George Brough-Owned 1939 Brough Superior SS100 Up For AuctionFri, 04 Apr 2014
At the Bonhams Stafford Sale of Important Collectors’ Motorcycles and Related Memorabilia on April 27th, a 1939 Brough Superior SS100formerly owned by the famed designer, George Brough, will be put up for auction with other notable motorcycles and related items.
George Brough and Motor Cycling journalist Henry Laird participating in the 1939 London-Edinburgh endurance event.
The Brough Superior, license number ’FTV 702’, was originally a sidecar that was registered by Brough on May 24, 1939. Just two days later, the sidecar took place in the London-Edinburgh endurance event with Brough piloting and with Motor Cycling journalist Henry Laird as his passenger. The article that Laird penned about the event was published in the June 14, 1939 issue of Motor Cycling, a copy of which will be included in the sale of the motorcycle.

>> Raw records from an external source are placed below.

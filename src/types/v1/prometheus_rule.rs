// Copyright 2025 RustFS Team
//
// Licensed under the Apache License, Version 2.0 (the "License");
// you may not use this file except in compliance with the License.
// You may obtain a copy of the License at
//
//     http://www.apache.org/licenses/LICENSE-2.0
//
// Unless required by applicable law or agreed to in writing, software
// distributed under the License is distributed on an "AS IS" BASIS,
// WITHOUT WARRANTIES OR CONDITIONS OF ANY KIND, either express or implied.
// See the License for the specific language governing permissions and
// limitations under the License.

use crate::types;
use k8s_openapi::apimachinery::pkg::util::intstr::IntOrString;
use kube::CustomResource;
use schemars::JsonSchema;
use serde::{Deserialize, Serialize};
use std::collections::BTreeMap;

/// The rule file container evaluated by Prometheus and Thanos Ruler.
///
/// Only the fields the rule engine reads or writes are modelled; unknown
/// fields of the upstream resource are ignored on read.
#[derive(CustomResource, Deserialize, Serialize, Clone, Debug, JsonSchema, Default, PartialEq)]
#[kube(
    group = "monitoring.coreos.com",
    version = "v1",
    kind = "PrometheusRule",
    namespaced,
    plural = "prometheusrules",
    singular = "prometheusrule",
    crates(serde_json = "k8s_openapi::serde_json")
)]
#[serde(rename_all = "camelCase")]
pub struct PrometheusRuleSpec {
    #[serde(default, skip_serializing_if = "Vec::is_empty")]
    pub groups: Vec<RuleGroup>,
}

#[derive(Deserialize, Serialize, Clone, Debug, JsonSchema, Default, PartialEq)]
#[serde(rename_all = "camelCase")]
pub struct RuleGroup {
    pub name: String,

    #[serde(default, skip_serializing_if = "Option::is_none")]
    pub interval: Option<String>,

    #[serde(default, skip_serializing_if = "Option::is_none")]
    pub partial_response_strategy: Option<String>,

    #[serde(default)]
    pub rules: Vec<Rule>,
}

/// A single alerting or recording rule.
#[derive(Deserialize, Serialize, Clone, Debug, JsonSchema, PartialEq)]
#[serde(rename_all = "camelCase")]
pub struct Rule {
    #[serde(default, skip_serializing_if = "Option::is_none")]
    pub record: Option<String>,

    #[serde(default, skip_serializing_if = "Option::is_none")]
    pub alert: Option<String>,

    pub expr: IntOrString,

    #[serde(rename = "for", default, skip_serializing_if = "Option::is_none")]
    pub for_: Option<String>,

    #[serde(default, skip_serializing_if = "BTreeMap::is_empty")]
    pub labels: BTreeMap<String, String>,

    #[serde(default, skip_serializing_if = "BTreeMap::is_empty")]
    pub annotations: BTreeMap<String, String>,
}

impl Default for Rule {
    fn default() -> Self {
        Self {
            record: None,
            alert: None,
            expr: IntOrString::String(String::new()),
            for_: None,
            labels: BTreeMap::new(),
            annotations: BTreeMap::new(),
        }
    }
}

impl Rule {
    /// Alert name, or an empty string for recording rules.
    pub fn alert_name(&self) -> &str {
        self.alert.as_deref().unwrap_or_default()
    }

    pub fn is_alerting(&self) -> bool {
        self.alert.as_deref().is_some_and(|a| !a.is_empty())
    }

    pub fn expr_string(&self) -> String {
        match &self.expr {
            IntOrString::Int(i) => i.to_string(),
            IntOrString::String(s) => s.clone(),
        }
    }

    pub fn duration(&self) -> &str {
        self.for_.as_deref().unwrap_or_default()
    }
}

impl PrometheusRule {
    /// Size of the serialized rule groups, the quantity bounded by the
    /// configured resource size ceiling.
    pub fn spec_size(&self) -> Result<usize, types::error::Error> {
        Ok(serde_yaml_ng::to_string(&self.spec)?.len())
    }
}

Used extensively in 1939 in road tests and the Tour of Ireland, the motorcycle was advertised for sale in Motor Cycling in 1945 for £200. The Brough’s current owner acquired it from his father who bought it for £70 on August 14, 1961. In 1967, the motorcycle was placed in storage and was maintained with only intermittent use since then. Auctioneers expect the item to bring a price between £140,000–180,000 ($231,000–298,000).
1975 Bimota 970cc HB1s.
As unique as that bike is, other motorcycles up for auction deserve a little attention, too. A 1975 Bimota 970cc HB1 will also be available. What makes this bike unusual is that, at that time, Bimotas were only supplied as kits for assembly by their customers. Only nine complete kits were produced in addition to the original racer. This bike is one of those ten total, making it extremely rare and highly desirable with an estimated bid of £55,000–65,000 ($91,000–108,000).
1929 Scott 596cc racing motorcycle.
A 1929 Scott 596cc racing motorcycle which is a former “works” Scott racer. This model was traded with the factory to racer, Phil Vare, after the Isle of Man TT. Vare raced the bike on short-circuit events until he sold it. The current owner bought the bike in the 1960s and, knowing what a rare item he had, restricted the maintenance to mechanical reconditioning or replacement only with period parts. Expect to see a winning bid in the £23,000–28,000 ($38,000–46,000) range.